Association between different GLP-1 receptor agonists and acute pancreatitis: case series and real-world pharmacovigilance analysis.

OBJECTIVE: Glucagon-like peptide-1 receptor agonists (GLP-1 RAs) have shown notable advancements in managing blood sugar control. Nevertheless, there remains a gap in real-world data regarding the variation in acute pancreatitis (AP) risk among different GLP-1 RAs. Our study aimed to characterize and evaluate AP associated with different GLP-1 RAs (exenatide, lixisenatide, liraglutide, albiglutide, semaglutide, dulaglutide and tirzepatide) in a public adverse events database and to review the relevant case reports. METHODS: We described a case series of patients experiencing AP while on GLP-1 RAs. Additionally, we utilized various algorithms including reporting odds ratio (ROR), proportional reporting ratio (PRR), Bayesian confidence propagation neural network (BCPNN), and multi-item gamma Poisson shrinker (MGPS) to analyze data from the Food and Drug Administration's Adverse Event Reporting System (FAERS) regarding suspected adverse events of AP linked to GLP-1 RAs from January 2005 to September 2023. RESULTS: Our case series comprised thirty-nine patients who experienced AP events while on GLP-1 RAs. Within the FAERS database, we retrieved a total of 6,751 individual case safety reports (ICSRs) involving various GLP-1 RAs.
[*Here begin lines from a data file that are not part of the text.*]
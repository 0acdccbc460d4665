use std::fmt;

/// Configuration problem detected before any network cost is incurred.
#[derive(Debug)]
pub struct ConfigError(pub String);

impl fmt::Display for ConfigError {
    fn fmt(&self, f: &mut fmt::Formatter<'_>) -> fmt::Result {
        write!(f, "{}", self.0)
    }
}

impl std::error::Error for ConfigError {}

/// Terminal `failed` status reported by the remote run. Carries everything
/// needed for out-of-band diagnosis: run id, remote error detail and the
/// portal report URL.
#[derive(Debug)]
pub struct RunFailed {
    pub run_id: String,
    pub elapsed_secs: u64,
    pub detail: String,
    pub report_url: Option<String>,
}

impl fmt::Display for RunFailed {
    fn fmt(&self, f: &mut fmt::Formatter<'_>) -> fmt::Result {
        writeln!(f, "evaluation run failed after {}s", self.elapsed_secs)?;
        writeln!(f, "  run id     : {}", self.run_id)?;
        writeln!(f, "  error      : {}", self.detail)?;
        writeln!(
            f,
            "  report url : {}",
            self.report_url.as_deref().unwrap_or("n/a")
        )?;
        write!(f, "  open the report URL in the project portal for full details")
    }
}

impl std::error::Error for RunFailed {}
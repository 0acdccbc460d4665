use clap::{Parser, Subcommand};
use std::path::PathBuf;

#[derive(Parser)]
#[command(
    name = "scorecard",
    version,
    about = "Cloud evaluation pipeline for LLM agent responses"
)]
pub struct Cli {
    #[command(subcommand)]
    pub cmd: Command,
}

#[derive(Subcommand)]
pub enum Command {
    /// Run the full evaluation pipeline against the remote project
    Run(RunArgs),
    /// Validate the eval spec and dataset locally (no network calls)
    Validate(ValidateArgs),
    Version,
}

#[derive(Parser, Clone)]
pub struct RunArgs {
    #[arg(long, default_value = "eval.yaml")]
    pub config: PathBuf,

    /// Plain-text summary written on every invocation, including failures
    #[arg(long, default_value = "evaluation_results.txt")]
    pub results: PathBuf,

    /// Remote project endpoint
    #[arg(long, env = "PROJECT_ENDPOINT")]
    pub endpoint: Option<String>,

    /// API key for the project endpoint
    #[arg(long, env = "PROJECT_API_KEY", hide_env_values = true)]
    pub api_key: Option<String>,

    /// Judge model deployment used by the built-in evaluators
    #[arg(long, env = "MODEL_NAME", default_value = "gpt-4.1")]
    pub model: String,

    /// Seconds between run status checks
    #[arg(long, default_value_t = 10)]
    pub poll_interval_secs: u64,

    /// Name given to the remote run
    #[arg(long, default_value = "baseline-eval")]
    pub run_name: String,
}

#[derive(Parser, Clone)]
pub struct ValidateArgs {
    #[arg(long, default_value = "eval.yaml")]
    pub config: PathBuf,
}
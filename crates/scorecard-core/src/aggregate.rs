use crate::model::OutputItem;

/// Scores live on a 1-5 scale; at or above this value an item counts as
/// passing. Fixed for this pipeline.
pub const PASS_THRESHOLD: f64 = 3.0;

/// Scores collected for one metric across the scored items.
#[derive(Debug, Clone)]
pub struct MetricAggregate {
    pub name: String,
    pub values: Vec<f64>,
}

impl MetricAggregate {
    /// Arithmetic mean over whatever values exist; `None` when the metric
    /// received no scores.
    pub fn mean(&self) -> Option<f64> {
        if self.values.is_empty() {
            return None;
        }
        let sum: f64 = self.values.iter().sum();
        Some(sum / self.values.len() as f64)
    }

    /// Fraction of values at or above `threshold`.
    pub fn pass_rate(&self, threshold: f64) -> Option<f64> {
        if self.values.is_empty() {
            return None;
        }
        let passing = self.values.iter().filter(|v| **v >= threshold).count();
        Some(passing as f64 / self.values.len() as f64)
    }

    pub fn n(&self) -> usize {
        self.values.len()
    }
}

/// Aggregate view of a completed run, held only for report rendering.
#[derive(Debug, Clone)]
pub struct RunSummary {
    pub total: usize,
    pub errored: usize,
    pub scored: usize,
    /// One bucket per requested metric, in the configured order. A metric
    /// that received no scores keeps an empty bucket and is flagged in the
    /// report instead of being thrown as an error.
    pub metrics: Vec<MetricAggregate>,
    /// Error detail of the first errored item, for the report.
    pub first_error: Option<String>,
}

impl RunSummary {
    pub fn any_scores(&self) -> bool {
        self.metrics.iter().any(|m| !m.values.is_empty())
    }

    pub fn metric(&self, name: &str) -> Option<&MetricAggregate> {
        self.metrics.iter().find(|m| m.name == name)
    }
}

/// Partition output items into errored vs scored and collect per-metric
/// score lists from the scored items only. Scores whose evaluator name is
/// not one of the requested metrics are ignored.
pub fn summarize(items: &[OutputItem], metric_names: &[String]) -> RunSummary {
    let mut metrics: Vec<MetricAggregate> = metric_names
        .iter()
        .map(|n| MetricAggregate {
            name: n.clone(),
            values: Vec::new(),
        })
        .collect();

    let mut errored = 0usize;
    let mut first_error = None;

    for item in items {
        if item.is_errored() {
            errored += 1;
            if first_error.is_none() {
                first_error = Some(
                    item.error
                        .clone()
                        .unwrap_or_else(|| "details unavailable".to_string()),
                );
            }
            continue;
        }
        for output in &item.evaluator_outputs {
            let Some(score) = output.score else { continue };
            if let Some(bucket) = metrics.iter_mut().find(|m| m.name == output.name) {
                bucket.values.push(score);
            }
        }
    }

    RunSummary {
        total: items.len(),
        errored,
        scored: items.len() - errored,
        metrics,
        first_error,
    }
}
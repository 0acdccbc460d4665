use crate::model::{DatasetRecord, DatasetRef};
use crate::providers::{DatasetStore, UploadError};
use anyhow::Context;
use jsonschema::JSONSchema;
use std::path::Path;

/// Parse and validate the local JSONL dataset before any network call.
/// Every non-empty line must be a JSON object satisfying the item schema,
/// so a record missing `ground_truth` is rejected here rather than crashing
/// remote scoring later.
pub fn load_records(path: &Path) -> anyhow::Result<Vec<DatasetRecord>> {
    if !path.exists() {
        anyhow::bail!(
            "dataset not found at {} (check dataset.path in the eval spec)",
            path.display()
        );
    }

    let raw = std::fs::read_to_string(path)
        .with_context(|| format!("failed to read dataset {}", path.display()))?;

    let schema_json = crate::criteria::item_schema();
    let schema = JSONSchema::options()
        .compile(&schema_json)
        .map_err(|e| anyhow::anyhow!("item schema compile failed: {}", e))?;

    let mut records = Vec::new();
    for (idx, line) in raw.lines().enumerate() {
        if line.trim().is_empty() {
            continue;
        }
        let value: serde_json::Value = serde_json::from_str(line).map_err(|e| {
            anyhow::anyhow!("{}:{}: invalid JSON: {}", path.display(), idx + 1, e)
        })?;

        if let Err(errors) = schema.validate(&value) {
            let error_list: Vec<String> = errors.map(|e| e.to_string()).collect();
            anyhow::bail!(
                "{}:{}: record does not match the item schema: {}",
                path.display(),
                idx + 1,
                error_list.join("; ")
            );
        }

        let record: DatasetRecord = serde_json::from_value(value)
            .with_context(|| format!("{}:{}: invalid record", path.display(), idx + 1))?;
        records.push(record);
    }

    if records.is_empty() {
        anyhow::bail!("dataset {} has no records", path.display());
    }

    Ok(records)
}

/// Upload the dataset, reusing the stored copy when this `(name, version)`
/// pair already exists. This is the one recovery behavior in the pipeline;
/// any other upload failure propagates unchanged.
pub async fn upload_or_reuse(
    store: &dyn DatasetStore,
    path: &Path,
    name: &str,
    version: &str,
) -> anyhow::Result<DatasetRef> {
    match store.upload_file(name, version, path).await {
        Ok(ds) => {
            tracing::info!(name, version, id = %ds.id, "dataset uploaded");
            Ok(ds)
        }
        Err(UploadError::Conflict) => {
            tracing::info!(name, version, "dataset version already exists, reusing");
            store.get(name, version).await
        }
        Err(UploadError::Other(e)) => Err(e),
    }
}
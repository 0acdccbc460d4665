//! In-memory stand-ins for the remote platform. The pipeline under test is
//! the sequencing and aggregation logic, not any network behavior.

use super::{DatasetStore, EvalRegistry, RunExecutor, UploadError};
use crate::model::{DatasetRef, EvalDefinition, EvalRun, OutputItem, TestingCriterion};
use async_trait::async_trait;
use std::collections::HashMap;
use std::path::Path;
use std::sync::atomic::{AtomicUsize, Ordering};
use std::sync::Mutex;

/// Dataset store that remembers every uploaded `(name, version)` pair and
/// reports a conflict on re-upload, like the remote store does.
#[derive(Default)]
pub struct FakeDatasetStore {
    inner: Mutex<HashMap<(String, String), DatasetRef>>,
    next_id: AtomicUsize,
    uploads: AtomicUsize,
}

impl FakeDatasetStore {
    pub fn new() -> Self {
        Self::default()
    }

    /// Number of upload attempts, including rejected conflicts.
    pub fn upload_attempts(&self) -> usize {
        self.uploads.load(Ordering::SeqCst)
    }
}

#[async_trait]
impl DatasetStore for FakeDatasetStore {
    async fn upload_file(
        &self,
        name: &str,
        version: &str,
        _path: &Path,
    ) -> Result<DatasetRef, UploadError> {
        self.uploads.fetch_add(1, Ordering::SeqCst);
        let key = (name.to_string(), version.to_string());
        let mut inner = self.inner.lock().unwrap();
        if inner.contains_key(&key) {
            return Err(UploadError::Conflict);
        }
        let id = format!("ds-{}", self.next_id.fetch_add(1, Ordering::SeqCst) + 1);
        let ds = DatasetRef {
            id,
            name: name.to_string(),
            version: version.to_string(),
        };
        inner.insert(key, ds.clone());
        Ok(ds)
    }

    async fn get(&self, name: &str, version: &str) -> anyhow::Result<DatasetRef> {
        let key = (name.to_string(), version.to_string());
        self.inner
            .lock()
            .unwrap()
            .get(&key)
            .cloned()
            .ok_or_else(|| anyhow::anyhow!("dataset {}:{} not found", name, version))
    }
}

/// Records definitions and hands out sequential eval ids.
#[derive(Default)]
pub struct FakeEvalRegistry {
    pub created: Mutex<Vec<(String, Vec<TestingCriterion>)>>,
}

impl FakeEvalRegistry {
    pub fn new() -> Self {
        Self::default()
    }
}

#[async_trait]
impl EvalRegistry for FakeEvalRegistry {
    async fn create_eval(
        &self,
        name: &str,
        _item_schema: serde_json::Value,
        criteria: &[TestingCriterion],
    ) -> anyhow::Result<EvalDefinition> {
        let mut created = self.created.lock().unwrap();
        created.push((name.to_string(), criteria.to_vec()));
        Ok(EvalDefinition {
            id: format!("eval-{}", created.len()),
            name: name.to_string(),
        })
    }
}

/// Scripted run executor: each status poll serves the next entry of the
/// script, the last entry repeats. Launches are counted so the
/// run-per-launch behavior stays observable.
pub struct FakeRunExecutor {
    statuses: Vec<String>,
    items: Vec<OutputItem>,
    error: Option<String>,
    report_url: Option<String>,
    polls: AtomicUsize,
    launches: AtomicUsize,
}

impl FakeRunExecutor {
    pub fn new(statuses: &[&str], items: Vec<OutputItem>) -> Self {
        assert!(!statuses.is_empty(), "status script must not be empty");
        Self {
            statuses: statuses.iter().map(|s| s.to_string()).collect(),
            items,
            error: None,
            report_url: Some("https://project.example/runs/run-1".to_string()),
            polls: AtomicUsize::new(0),
            launches: AtomicUsize::new(0),
        }
    }

    pub fn with_error(mut self, detail: &str) -> Self {
        self.error = Some(detail.to_string());
        self
    }

    pub fn polls(&self) -> usize {
        self.polls.load(Ordering::SeqCst)
    }

    pub fn launches(&self) -> usize {
        self.launches.load(Ordering::SeqCst)
    }
}

#[async_trait]
impl RunExecutor for FakeRunExecutor {
    async fn create_run(
        &self,
        eval_id: &str,
        _run_name: &str,
        _dataset_id: &str,
    ) -> anyhow::Result<EvalRun> {
        let n = self.launches.fetch_add(1, Ordering::SeqCst) + 1;
        Ok(EvalRun {
            id: format!("run-{}", n),
            eval_id: eval_id.to_string(),
            status: "queued".to_string(),
            report_url: self.report_url.clone(),
            error: None,
        })
    }

    async fn retrieve_run(&self, eval_id: &str, run_id: &str) -> anyhow::Result<EvalRun> {
        let i = self.polls.fetch_add(1, Ordering::SeqCst);
        let status = self
            .statuses
            .get(i)
            .unwrap_or_else(|| self.statuses.last().unwrap())
            .clone();
        let failed = status == "failed";
        Ok(EvalRun {
            id: run_id.to_string(),
            eval_id: eval_id.to_string(),
            status,
            report_url: self.report_url.clone(),
            error: if failed { self.error.clone() } else { None },
        })
    }

    async fn list_output_items(
        &self,
        _eval_id: &str,
        _run_id: &str,
    ) -> anyhow::Result<Vec<OutputItem>> {
        Ok(self.items.clone())
    }
}
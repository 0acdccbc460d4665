use clap::Parser;

mod cli;

use cli::args::Cli;
use cli::commands::dispatch;
use tracing_subscriber::EnvFilter;

fn init_logging() {
    let filter = EnvFilter::try_from_default_env().unwrap_or_else(|_| EnvFilter::new("warn"));
    tracing_subscriber::fmt()
        .with_env_filter(filter)
        .with_target(false)
        .with_writer(std::io::stderr)
        .init();
}

#[tokio::main(flavor = "multi_thread")]
async fn main() {
    init_logging();
    let cli = Cli::parse();
    let code = match dispatch(cli).await {
        Ok(code) => code,
        Err(e) => {
            eprintln!("fatal: {e:?}");
            cli::commands::exit_codes::CONFIG_ERROR
        }
    };
    std::process::exit(code);
}
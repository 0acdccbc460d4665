use scorecard_core::dataset::load_records;
use std::path::PathBuf;

fn write(dir: &tempfile::TempDir, body: &str) -> PathBuf {
    let path = dir.path().join("dataset.jsonl");
    std::fs::write(&path, body).unwrap();
    path
}

#[test]
fn valid_records_load() {
    let dir = tempfile::tempdir().unwrap();
    let path = write(
        &dir,
        concat!(
            r#"{"query":"q1","response":"r1","ground_truth":"g1"}"#,
            "\n\n",
            r#"{"query":"q2","response":"r2","ground_truth":"g2"}"#,
            "\n",
        ),
    );
    let records = load_records(&path).unwrap();
    assert_eq!(records.len(), 2);
    assert_eq!(records[0].query, "q1");
    assert_eq!(records[1].ground_truth, "g2");
}

#[test]
fn record_missing_ground_truth_is_rejected() {
    let dir = tempfile::tempdir().unwrap();
    let path = write(&dir, "{\"query\":\"q\",\"response\":\"r\"}\n");
    let err = load_records(&path).unwrap_err();
    let msg = err.to_string();
    assert!(msg.contains("ground_truth"), "unexpected error: {}", msg);
    assert!(msg.contains(":1:"), "should name the offending line: {}", msg);
}

#[test]
fn non_string_field_is_rejected() {
    let dir = tempfile::tempdir().unwrap();
    let path = write(
        &dir,
        "{\"query\":\"q\",\"response\":42,\"ground_truth\":\"g\"}\n",
    );
    assert!(load_records(&path).is_err());
}

#[test]
fn malformed_json_line_is_rejected() {
    let dir = tempfile::tempdir().unwrap();
    let path = write(
        &dir,
        concat!(
            r#"{"query":"q","response":"r","ground_truth":"g"}"#,
            "\n",
            "not json\n",
        ),
    );
    let err = load_records(&path).unwrap_err();
    assert!(err.to_string().contains(":2:"), "{}", err);
}

#[test]
fn missing_file_fails_fast_with_path() {
    let dir = tempfile::tempdir().unwrap();
    let path = dir.path().join("nope.jsonl");
    let err = load_records(&path).unwrap_err();
    assert!(err.to_string().contains("dataset not found"));
}

#[test]
fn empty_dataset_is_rejected() {
    let dir = tempfile::tempdir().unwrap();
    let path = write(&dir, "\n\n");
    let err = load_records(&path).unwrap_err();
    assert!(err.to_string().contains("no records"));
}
The median age of the patients included in our study was 57 years (range: 14-99), with 98.3% of cases classified as serious. Signals indicating AP were observed across all GLP-1 RAs, with particular emphasis on exenatide and liraglutide. CONCLUSION: There is a notable reporting signal of AP associated with all GLP-1 RAs. Healthcare providers must remain vigilant and closely monitor this potentially life-threatening adverse event.